═══ Extracted material

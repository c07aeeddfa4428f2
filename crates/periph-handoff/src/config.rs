use core::fmt;

use embassy_time::Duration;
use heapless::{String, Vec};
use serde::{Deserialize, Serialize};

use crate::arbiter::{IrqLabel, MemTag};
use crate::descriptor::{DescriptorError, ResourceDescriptor, MAX_WINDOWS};

pub const DEFAULT_STEP_TIMEOUT_MS: u64 = 500;
pub const DEFAULT_RELEASE_TIMEOUT_MS: u64 = 2_000;
pub const DEFAULT_UNMASK_SETTLE_MS: u64 = 200;

const MODE_VM: &str = "vm_mode";

/// Board description of the hand-off, one field per devicetree property.
#[derive(Debug, Clone, Default, Serialize, Deserialize)]
pub struct BoardConfig {
    /// `"vm_mode"` enables the hand-off; anything else disables it.
    pub mode: Option<String<16>>,
    /// `"primary"` or `"secondary"`. Defaults to primary.
    pub touch_type: Option<String<16>>,
    pub irq: Option<u32>,
    #[serde(default)]
    pub io_bases: Vec<u64, MAX_WINDOWS>,
    #[serde(default)]
    pub io_sizes: Vec<u64, MAX_WINDOWS>,
    pub step_timeout_ms: Option<u64>,
    pub release_timeout_ms: Option<u64>,
    pub unmask_settle_ms: Option<u64>,
}

/// Which hand-off instance this is. Selects the arbiter tags.
#[derive(Debug, Clone, Copy, PartialEq, Eq)]
#[cfg_attr(feature = "defmt", derive(defmt::Format))]
pub enum Profile {
    Primary,
    Secondary,
}

impl Profile {
    pub fn parse(s: &str) -> Option<Self> {
        match s {
            "primary" => Some(Profile::Primary),
            "secondary" => Some(Profile::Secondary),
            _ => None,
        }
    }

    pub const fn as_str(self) -> &'static str {
        match self {
            Profile::Primary => "primary",
            Profile::Secondary => "secondary",
        }
    }

    pub const fn mem_tag(self) -> MemTag {
        match self {
            Profile::Primary => MemTag::TouchPrimary,
            Profile::Secondary => MemTag::TouchSecondary,
        }
    }

    pub const fn irq_label(self) -> IrqLabel {
        match self {
            Profile::Primary => IrqLabel::TouchPrimary,
            Profile::Secondary => IrqLabel::TouchSecondary,
        }
    }
}

/// Whether the board supports the hand-off, and with which resources.
#[derive(Debug, Clone, PartialEq, Eq)]
#[cfg_attr(feature = "defmt", derive(defmt::Format))]
pub enum HandoffMode {
    Vm(ResourceDescriptor),
    NotSupported,
}

#[derive(Debug, Clone, Copy, PartialEq, Eq)]
#[cfg_attr(feature = "defmt", derive(defmt::Format))]
pub struct Timeouts {
    /// Bound on every single arbiter call and bus transition.
    pub step: Duration,
    /// How long `disable` waits for both release notices.
    pub release: Duration,
    /// Quiet time between reclaiming the interrupt and unmasking it.
    pub unmask_settle: Duration,
}

impl Default for Timeouts {
    fn default() -> Self {
        Self {
            step: Duration::from_millis(DEFAULT_STEP_TIMEOUT_MS),
            release: Duration::from_millis(DEFAULT_RELEASE_TIMEOUT_MS),
            unmask_settle: Duration::from_millis(DEFAULT_UNMASK_SETTLE_MS),
        }
    }
}

#[derive(Debug, Clone, PartialEq, Eq)]
#[cfg_attr(feature = "defmt", derive(defmt::Format))]
pub enum ConfigError {
    MissingIrq,
    UnknownProfile,
    Descriptor(DescriptorError),
}

impl From<DescriptorError> for ConfigError {
    fn from(e: DescriptorError) -> Self {
        ConfigError::Descriptor(e)
    }
}

impl fmt::Display for ConfigError {
    fn fmt(&self, f: &mut fmt::Formatter<'_>) -> fmt::Result {
        match self {
            ConfigError::MissingIrq => write!(f, "no hand-off irq given"),
            ConfigError::UnknownProfile => {
                write!(f, "touch type must be \"primary\" or \"secondary\"")
            }
            ConfigError::Descriptor(e) => write!(f, "{}", e),
        }
    }
}

/// Validated, immutable configuration of one hand-off instance.
#[derive(Debug, Clone, PartialEq, Eq)]
#[cfg_attr(feature = "defmt", derive(defmt::Format))]
pub struct HandoffConfig {
    pub profile: Profile,
    pub mode: HandoffMode,
    pub timeouts: Timeouts,
}

impl HandoffConfig {
    pub fn new(profile: Profile, resources: ResourceDescriptor) -> Self {
        Self {
            profile,
            mode: HandoffMode::Vm(resources),
            timeouts: Timeouts::default(),
        }
    }

    pub fn unsupported(profile: Profile) -> Self {
        Self {
            profile,
            mode: HandoffMode::NotSupported,
            timeouts: Timeouts::default(),
        }
    }

    pub fn with_timeouts(mut self, timeouts: Timeouts) -> Self {
        self.timeouts = timeouts;
        self
    }

    pub fn from_board(board: &BoardConfig) -> Result<Self, ConfigError> {
        let profile = match board.touch_type.as_deref() {
            None => {
                warn!("No hand-off type selected, using primary");
                Profile::Primary
            }
            Some(s) => Profile::parse(s).ok_or(ConfigError::UnknownProfile)?,
        };

        let mut timeouts = Timeouts::default();
        if let Some(ms) = board.step_timeout_ms {
            timeouts.step = Duration::from_millis(ms);
        }
        if let Some(ms) = board.release_timeout_ms {
            timeouts.release = Duration::from_millis(ms);
        }
        if let Some(ms) = board.unmask_settle_ms {
            timeouts.unmask_settle = Duration::from_millis(ms);
        }

        if board.mode.as_deref() != Some(MODE_VM) {
            info!("Hand-off mode not selected for this board");
            return Ok(Self::unsupported(profile).with_timeouts(timeouts));
        }

        let irq = board.irq.ok_or(ConfigError::MissingIrq)?;
        let resources =
            ResourceDescriptor::from_parts(irq, &board.io_bases, &board.io_sizes)?;
        Ok(Self::new(profile, resources).with_timeouts(timeouts))
    }

    pub fn resources(&self) -> Option<&ResourceDescriptor> {
        match &self.mode {
            HandoffMode::Vm(resources) => Some(resources),
            HandoffMode::NotSupported => None,
        }
    }
}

══════

▶ [How to complete this task]:
Reproduce every line from the entries that holds the word "HandoffMode".

▶ [Result for this exercise]:
pub enum HandoffMode {
    pub mode: HandoffMode,
            mode: HandoffMode::Vm(resources),
            mode: HandoffMode::NotSupported,
            HandoffMode::Vm(resources) => Some(resources),
            HandoffMode::NotSupported => None,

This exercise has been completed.